#### DATA UNDER STUDY ####
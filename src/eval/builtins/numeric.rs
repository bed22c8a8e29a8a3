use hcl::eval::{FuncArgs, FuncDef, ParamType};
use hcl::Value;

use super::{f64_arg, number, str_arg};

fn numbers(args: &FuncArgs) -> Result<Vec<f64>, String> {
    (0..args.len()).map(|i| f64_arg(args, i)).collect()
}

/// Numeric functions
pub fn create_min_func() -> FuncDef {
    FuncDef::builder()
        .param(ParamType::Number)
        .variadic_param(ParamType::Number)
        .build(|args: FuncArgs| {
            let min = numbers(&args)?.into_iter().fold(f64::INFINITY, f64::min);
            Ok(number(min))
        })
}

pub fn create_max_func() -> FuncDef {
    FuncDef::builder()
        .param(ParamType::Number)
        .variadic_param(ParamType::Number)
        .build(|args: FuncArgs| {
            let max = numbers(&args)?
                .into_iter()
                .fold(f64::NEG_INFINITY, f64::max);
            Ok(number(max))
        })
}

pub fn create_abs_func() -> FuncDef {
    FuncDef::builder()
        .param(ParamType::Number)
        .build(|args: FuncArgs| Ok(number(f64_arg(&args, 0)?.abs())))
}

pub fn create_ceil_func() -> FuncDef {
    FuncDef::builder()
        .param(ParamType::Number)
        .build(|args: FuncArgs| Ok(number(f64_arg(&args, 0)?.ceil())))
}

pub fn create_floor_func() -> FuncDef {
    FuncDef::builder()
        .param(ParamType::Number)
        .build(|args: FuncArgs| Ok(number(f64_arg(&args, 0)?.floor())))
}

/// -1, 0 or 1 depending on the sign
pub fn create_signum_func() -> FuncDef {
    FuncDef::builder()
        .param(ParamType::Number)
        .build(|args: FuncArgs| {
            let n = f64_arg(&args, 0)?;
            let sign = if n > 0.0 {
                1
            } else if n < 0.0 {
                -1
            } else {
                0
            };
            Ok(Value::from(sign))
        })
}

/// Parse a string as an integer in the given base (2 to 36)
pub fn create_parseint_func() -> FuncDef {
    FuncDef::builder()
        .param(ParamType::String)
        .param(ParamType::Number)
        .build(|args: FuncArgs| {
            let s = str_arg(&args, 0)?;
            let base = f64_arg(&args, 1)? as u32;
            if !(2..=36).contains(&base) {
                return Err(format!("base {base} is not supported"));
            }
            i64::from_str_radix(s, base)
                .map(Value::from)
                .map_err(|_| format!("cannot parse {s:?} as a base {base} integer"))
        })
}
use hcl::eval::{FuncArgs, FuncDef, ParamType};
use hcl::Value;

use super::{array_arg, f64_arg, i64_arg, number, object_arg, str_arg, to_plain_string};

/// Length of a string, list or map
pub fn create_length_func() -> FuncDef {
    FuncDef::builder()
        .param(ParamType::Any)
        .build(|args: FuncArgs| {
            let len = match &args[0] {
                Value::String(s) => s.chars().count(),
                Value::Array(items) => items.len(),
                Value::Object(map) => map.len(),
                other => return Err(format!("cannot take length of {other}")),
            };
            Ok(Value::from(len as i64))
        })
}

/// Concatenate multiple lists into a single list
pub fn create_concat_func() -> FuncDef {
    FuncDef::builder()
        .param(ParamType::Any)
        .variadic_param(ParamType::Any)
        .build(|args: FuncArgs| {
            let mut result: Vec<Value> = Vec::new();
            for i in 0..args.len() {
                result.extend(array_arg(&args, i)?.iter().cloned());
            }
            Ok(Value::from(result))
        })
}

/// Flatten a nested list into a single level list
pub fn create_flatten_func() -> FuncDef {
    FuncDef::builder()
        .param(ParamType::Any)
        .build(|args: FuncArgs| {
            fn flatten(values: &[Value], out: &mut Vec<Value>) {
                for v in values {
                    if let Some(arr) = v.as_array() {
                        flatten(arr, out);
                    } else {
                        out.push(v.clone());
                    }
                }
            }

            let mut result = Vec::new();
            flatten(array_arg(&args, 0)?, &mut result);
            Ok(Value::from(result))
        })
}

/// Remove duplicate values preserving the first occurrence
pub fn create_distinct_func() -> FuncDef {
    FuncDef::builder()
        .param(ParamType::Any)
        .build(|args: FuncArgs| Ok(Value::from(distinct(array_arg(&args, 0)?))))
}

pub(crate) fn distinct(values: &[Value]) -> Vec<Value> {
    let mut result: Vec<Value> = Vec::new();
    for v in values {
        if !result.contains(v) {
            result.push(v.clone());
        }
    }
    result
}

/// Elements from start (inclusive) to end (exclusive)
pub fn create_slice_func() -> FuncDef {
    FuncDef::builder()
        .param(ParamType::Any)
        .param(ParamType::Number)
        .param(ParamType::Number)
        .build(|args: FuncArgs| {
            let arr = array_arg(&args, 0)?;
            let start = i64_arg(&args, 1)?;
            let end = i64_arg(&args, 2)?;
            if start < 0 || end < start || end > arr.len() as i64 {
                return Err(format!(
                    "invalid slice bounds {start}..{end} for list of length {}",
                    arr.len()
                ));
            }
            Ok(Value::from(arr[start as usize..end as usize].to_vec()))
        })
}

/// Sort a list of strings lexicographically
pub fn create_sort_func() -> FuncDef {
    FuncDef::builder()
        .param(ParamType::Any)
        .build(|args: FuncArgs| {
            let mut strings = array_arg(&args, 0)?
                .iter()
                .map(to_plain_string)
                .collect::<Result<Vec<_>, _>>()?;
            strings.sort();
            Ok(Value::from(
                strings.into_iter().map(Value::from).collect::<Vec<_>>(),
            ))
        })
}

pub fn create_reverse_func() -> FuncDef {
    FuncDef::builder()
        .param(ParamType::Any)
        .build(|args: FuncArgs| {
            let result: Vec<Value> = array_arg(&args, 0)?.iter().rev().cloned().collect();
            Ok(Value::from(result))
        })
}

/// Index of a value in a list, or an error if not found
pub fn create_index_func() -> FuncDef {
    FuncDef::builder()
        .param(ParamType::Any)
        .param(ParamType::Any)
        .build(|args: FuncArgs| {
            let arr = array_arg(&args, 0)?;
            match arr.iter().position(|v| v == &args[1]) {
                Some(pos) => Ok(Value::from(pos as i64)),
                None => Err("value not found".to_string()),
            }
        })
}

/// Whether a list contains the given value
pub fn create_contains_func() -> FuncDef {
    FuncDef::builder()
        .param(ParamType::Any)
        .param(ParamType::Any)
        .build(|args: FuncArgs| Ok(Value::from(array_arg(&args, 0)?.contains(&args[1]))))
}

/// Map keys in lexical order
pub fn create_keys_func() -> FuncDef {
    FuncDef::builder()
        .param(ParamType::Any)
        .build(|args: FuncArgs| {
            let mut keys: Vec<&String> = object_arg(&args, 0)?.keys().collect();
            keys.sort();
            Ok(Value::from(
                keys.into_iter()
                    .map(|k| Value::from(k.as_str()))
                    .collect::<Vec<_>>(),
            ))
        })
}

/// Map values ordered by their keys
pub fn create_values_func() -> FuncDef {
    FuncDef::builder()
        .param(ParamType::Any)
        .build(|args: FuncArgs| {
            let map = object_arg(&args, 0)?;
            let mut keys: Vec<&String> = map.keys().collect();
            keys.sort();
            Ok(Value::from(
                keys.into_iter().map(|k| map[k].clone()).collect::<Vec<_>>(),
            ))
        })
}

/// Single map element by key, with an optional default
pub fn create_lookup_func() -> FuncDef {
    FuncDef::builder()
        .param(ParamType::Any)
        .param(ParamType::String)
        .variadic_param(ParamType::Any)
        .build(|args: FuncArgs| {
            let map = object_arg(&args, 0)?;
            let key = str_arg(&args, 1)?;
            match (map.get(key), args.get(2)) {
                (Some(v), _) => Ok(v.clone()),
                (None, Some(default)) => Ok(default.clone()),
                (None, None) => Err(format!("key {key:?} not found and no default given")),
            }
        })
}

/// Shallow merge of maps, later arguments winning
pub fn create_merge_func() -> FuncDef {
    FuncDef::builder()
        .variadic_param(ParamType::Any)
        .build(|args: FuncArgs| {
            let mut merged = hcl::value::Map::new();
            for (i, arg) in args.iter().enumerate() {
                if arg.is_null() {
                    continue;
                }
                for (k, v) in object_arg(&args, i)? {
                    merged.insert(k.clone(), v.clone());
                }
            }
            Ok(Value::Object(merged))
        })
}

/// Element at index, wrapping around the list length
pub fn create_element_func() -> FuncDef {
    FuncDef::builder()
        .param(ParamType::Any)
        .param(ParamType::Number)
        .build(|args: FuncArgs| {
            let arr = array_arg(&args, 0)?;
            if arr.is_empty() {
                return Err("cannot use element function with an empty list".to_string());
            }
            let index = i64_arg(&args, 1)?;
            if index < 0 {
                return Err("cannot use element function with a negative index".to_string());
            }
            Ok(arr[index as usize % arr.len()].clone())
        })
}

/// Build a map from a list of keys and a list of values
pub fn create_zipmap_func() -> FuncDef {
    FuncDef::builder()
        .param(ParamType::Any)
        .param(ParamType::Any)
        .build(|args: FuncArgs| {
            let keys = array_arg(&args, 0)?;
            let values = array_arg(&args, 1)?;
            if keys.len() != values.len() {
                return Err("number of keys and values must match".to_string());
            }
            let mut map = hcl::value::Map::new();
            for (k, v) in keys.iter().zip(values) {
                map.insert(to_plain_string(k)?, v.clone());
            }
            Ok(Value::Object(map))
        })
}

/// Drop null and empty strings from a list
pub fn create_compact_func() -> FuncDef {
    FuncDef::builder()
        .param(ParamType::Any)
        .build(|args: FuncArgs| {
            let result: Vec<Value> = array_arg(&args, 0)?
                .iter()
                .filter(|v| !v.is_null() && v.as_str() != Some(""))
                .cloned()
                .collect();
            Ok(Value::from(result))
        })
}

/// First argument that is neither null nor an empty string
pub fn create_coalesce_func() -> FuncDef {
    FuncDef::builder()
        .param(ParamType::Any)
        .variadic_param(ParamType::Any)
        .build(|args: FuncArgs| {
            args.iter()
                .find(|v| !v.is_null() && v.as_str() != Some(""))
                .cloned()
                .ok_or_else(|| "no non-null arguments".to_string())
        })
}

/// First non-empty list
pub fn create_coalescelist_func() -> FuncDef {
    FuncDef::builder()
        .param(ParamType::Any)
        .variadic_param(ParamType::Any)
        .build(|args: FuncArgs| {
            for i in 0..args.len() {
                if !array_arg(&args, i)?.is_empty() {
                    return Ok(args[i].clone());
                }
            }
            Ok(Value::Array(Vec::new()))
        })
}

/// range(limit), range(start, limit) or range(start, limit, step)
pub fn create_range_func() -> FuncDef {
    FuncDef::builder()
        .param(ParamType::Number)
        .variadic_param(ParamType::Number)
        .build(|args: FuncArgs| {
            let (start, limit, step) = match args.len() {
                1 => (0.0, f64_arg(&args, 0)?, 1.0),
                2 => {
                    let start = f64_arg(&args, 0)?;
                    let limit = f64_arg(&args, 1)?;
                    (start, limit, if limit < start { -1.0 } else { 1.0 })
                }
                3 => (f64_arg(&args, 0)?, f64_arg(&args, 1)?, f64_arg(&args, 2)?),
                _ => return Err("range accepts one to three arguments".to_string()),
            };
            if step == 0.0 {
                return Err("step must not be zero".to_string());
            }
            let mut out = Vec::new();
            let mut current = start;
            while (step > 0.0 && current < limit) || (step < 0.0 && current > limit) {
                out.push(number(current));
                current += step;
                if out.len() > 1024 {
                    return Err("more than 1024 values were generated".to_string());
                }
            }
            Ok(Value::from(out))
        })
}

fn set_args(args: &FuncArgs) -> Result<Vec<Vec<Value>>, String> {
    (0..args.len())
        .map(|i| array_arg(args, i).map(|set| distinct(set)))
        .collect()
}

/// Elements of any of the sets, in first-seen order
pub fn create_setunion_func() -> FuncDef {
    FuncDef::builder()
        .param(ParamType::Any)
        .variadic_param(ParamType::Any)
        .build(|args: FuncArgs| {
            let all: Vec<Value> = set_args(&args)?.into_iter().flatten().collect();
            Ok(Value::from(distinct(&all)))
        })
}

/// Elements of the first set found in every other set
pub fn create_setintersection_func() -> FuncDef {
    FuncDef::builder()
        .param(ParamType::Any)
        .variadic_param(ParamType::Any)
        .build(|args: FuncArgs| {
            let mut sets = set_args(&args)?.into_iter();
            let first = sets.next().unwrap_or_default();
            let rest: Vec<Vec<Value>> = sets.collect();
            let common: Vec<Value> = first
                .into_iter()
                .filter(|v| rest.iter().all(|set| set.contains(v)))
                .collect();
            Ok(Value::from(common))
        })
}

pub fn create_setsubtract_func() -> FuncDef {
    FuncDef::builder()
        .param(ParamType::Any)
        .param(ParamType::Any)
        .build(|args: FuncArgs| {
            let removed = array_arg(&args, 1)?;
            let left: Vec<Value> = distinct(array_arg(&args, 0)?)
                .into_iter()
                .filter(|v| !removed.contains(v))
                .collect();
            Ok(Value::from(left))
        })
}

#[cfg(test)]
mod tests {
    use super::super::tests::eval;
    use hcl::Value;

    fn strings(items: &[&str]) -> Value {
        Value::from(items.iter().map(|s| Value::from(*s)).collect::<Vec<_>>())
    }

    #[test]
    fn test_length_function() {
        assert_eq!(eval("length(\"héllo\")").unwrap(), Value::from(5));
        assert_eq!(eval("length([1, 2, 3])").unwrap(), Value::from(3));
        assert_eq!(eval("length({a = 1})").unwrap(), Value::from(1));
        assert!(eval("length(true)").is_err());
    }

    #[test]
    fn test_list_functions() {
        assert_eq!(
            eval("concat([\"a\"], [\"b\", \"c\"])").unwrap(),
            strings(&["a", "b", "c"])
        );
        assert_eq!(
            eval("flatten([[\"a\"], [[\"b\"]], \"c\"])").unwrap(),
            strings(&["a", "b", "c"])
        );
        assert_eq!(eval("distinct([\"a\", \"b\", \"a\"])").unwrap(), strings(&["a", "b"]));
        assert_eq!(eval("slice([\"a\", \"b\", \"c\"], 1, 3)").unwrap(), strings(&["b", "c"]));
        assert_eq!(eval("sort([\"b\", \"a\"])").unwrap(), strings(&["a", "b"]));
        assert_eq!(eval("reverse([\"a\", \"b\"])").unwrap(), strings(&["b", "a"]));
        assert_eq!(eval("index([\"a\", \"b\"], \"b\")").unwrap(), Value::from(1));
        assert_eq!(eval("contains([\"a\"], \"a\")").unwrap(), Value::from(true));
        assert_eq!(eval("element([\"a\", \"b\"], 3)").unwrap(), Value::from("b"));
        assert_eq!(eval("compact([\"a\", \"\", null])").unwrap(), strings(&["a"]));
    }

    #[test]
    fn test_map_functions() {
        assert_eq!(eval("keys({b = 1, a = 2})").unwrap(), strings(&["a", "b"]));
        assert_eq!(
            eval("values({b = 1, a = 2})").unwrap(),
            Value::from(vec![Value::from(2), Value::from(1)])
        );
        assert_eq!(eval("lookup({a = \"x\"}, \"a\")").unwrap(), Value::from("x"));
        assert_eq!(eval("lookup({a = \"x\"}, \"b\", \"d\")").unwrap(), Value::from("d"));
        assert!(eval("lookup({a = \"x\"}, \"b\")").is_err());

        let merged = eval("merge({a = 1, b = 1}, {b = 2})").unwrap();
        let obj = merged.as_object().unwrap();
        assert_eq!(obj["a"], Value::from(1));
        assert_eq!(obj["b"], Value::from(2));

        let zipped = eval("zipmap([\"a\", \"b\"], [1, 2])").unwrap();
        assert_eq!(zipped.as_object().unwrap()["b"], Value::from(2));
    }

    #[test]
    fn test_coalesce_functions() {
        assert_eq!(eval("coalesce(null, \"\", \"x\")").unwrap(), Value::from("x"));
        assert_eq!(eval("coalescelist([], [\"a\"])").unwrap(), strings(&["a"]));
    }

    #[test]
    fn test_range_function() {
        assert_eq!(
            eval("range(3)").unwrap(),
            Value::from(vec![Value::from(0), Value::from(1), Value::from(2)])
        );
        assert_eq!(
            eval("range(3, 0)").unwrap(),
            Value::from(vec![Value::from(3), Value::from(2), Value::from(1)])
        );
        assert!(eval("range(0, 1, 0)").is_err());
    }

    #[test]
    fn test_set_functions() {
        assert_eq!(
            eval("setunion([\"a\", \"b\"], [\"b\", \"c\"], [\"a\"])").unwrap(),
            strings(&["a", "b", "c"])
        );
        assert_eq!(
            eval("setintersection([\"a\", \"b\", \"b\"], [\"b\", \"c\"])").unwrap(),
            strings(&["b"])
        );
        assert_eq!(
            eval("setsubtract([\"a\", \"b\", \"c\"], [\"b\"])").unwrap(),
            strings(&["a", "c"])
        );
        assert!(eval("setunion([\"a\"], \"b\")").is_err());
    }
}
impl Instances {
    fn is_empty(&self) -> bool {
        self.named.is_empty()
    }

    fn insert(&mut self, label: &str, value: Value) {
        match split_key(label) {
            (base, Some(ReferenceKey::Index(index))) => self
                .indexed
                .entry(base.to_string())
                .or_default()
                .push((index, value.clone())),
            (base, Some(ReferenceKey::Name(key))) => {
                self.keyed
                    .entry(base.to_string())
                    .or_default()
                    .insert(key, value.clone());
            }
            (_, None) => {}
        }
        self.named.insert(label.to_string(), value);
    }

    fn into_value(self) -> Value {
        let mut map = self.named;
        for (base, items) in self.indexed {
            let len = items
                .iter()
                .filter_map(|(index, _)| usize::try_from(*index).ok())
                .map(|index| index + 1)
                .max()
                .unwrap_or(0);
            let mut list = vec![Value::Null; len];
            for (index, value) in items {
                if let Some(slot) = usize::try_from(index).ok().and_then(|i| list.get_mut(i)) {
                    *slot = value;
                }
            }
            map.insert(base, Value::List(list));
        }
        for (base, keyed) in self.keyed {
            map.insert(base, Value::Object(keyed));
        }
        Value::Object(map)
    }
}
####
### THE PROBLEM
Going line by line through the listing above, count those that contain "must" and give only the result.

### REPLY
2